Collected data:
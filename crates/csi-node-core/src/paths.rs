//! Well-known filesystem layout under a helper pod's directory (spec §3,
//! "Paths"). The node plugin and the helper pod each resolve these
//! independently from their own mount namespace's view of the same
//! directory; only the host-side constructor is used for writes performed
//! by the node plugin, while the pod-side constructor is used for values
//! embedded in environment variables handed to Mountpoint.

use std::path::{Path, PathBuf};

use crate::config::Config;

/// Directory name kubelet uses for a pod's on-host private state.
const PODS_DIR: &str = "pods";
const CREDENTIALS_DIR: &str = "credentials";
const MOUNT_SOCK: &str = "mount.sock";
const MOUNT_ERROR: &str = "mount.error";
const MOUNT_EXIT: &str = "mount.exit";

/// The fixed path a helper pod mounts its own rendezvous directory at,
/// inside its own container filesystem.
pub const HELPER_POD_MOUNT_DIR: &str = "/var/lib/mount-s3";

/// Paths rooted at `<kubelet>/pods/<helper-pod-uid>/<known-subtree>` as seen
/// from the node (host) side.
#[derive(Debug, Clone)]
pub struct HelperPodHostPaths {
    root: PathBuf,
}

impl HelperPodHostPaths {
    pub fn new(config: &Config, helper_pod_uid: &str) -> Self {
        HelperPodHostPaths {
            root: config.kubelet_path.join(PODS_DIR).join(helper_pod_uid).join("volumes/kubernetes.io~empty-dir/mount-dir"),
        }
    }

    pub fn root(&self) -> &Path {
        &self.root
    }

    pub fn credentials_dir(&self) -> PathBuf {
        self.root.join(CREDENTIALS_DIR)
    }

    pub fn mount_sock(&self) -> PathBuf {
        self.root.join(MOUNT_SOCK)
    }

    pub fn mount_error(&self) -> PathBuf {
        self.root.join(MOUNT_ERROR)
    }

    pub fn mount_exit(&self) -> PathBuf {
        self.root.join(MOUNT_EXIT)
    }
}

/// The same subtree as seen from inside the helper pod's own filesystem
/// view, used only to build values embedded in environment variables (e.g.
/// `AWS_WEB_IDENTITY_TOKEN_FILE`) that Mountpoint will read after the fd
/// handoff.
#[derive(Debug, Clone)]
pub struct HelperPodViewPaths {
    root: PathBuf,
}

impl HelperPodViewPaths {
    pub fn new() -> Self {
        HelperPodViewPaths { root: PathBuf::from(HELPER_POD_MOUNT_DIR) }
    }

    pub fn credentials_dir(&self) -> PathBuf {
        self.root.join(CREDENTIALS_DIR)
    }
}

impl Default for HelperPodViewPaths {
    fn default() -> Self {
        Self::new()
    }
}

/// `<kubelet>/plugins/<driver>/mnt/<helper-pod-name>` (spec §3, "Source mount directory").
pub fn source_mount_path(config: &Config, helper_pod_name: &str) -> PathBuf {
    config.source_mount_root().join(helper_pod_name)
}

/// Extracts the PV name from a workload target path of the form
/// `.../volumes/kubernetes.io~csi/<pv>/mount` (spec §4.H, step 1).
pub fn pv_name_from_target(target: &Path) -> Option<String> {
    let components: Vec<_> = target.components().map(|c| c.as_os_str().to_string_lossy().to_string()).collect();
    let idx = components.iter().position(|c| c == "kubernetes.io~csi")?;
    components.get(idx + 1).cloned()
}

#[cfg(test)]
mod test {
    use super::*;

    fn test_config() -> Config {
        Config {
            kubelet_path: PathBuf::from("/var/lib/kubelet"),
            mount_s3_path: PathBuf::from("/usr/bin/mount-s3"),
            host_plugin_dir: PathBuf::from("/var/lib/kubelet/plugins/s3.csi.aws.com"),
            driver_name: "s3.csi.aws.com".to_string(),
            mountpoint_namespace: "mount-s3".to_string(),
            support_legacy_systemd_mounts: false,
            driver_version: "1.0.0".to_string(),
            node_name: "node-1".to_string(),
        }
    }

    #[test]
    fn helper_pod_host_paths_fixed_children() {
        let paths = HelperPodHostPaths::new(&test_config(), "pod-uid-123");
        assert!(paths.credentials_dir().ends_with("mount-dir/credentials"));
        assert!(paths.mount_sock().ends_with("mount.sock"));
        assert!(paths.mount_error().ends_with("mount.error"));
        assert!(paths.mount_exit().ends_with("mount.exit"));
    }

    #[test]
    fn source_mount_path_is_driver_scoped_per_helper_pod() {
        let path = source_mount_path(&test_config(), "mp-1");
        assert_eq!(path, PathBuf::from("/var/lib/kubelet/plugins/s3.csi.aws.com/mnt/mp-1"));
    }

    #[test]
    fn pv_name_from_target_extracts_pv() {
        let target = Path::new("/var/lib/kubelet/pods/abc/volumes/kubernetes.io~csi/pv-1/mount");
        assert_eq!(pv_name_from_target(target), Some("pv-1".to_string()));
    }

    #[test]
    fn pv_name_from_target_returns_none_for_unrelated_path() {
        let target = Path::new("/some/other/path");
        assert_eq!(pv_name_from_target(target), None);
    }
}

TASK OBJECTIVE:
Reproduce each line from the records that contains the word "variables".

EXERCISE OUTPUT:
//! embedded in environment variables handed to Mountpoint.
/// view, used only to build values embedded in environment variables (e.g.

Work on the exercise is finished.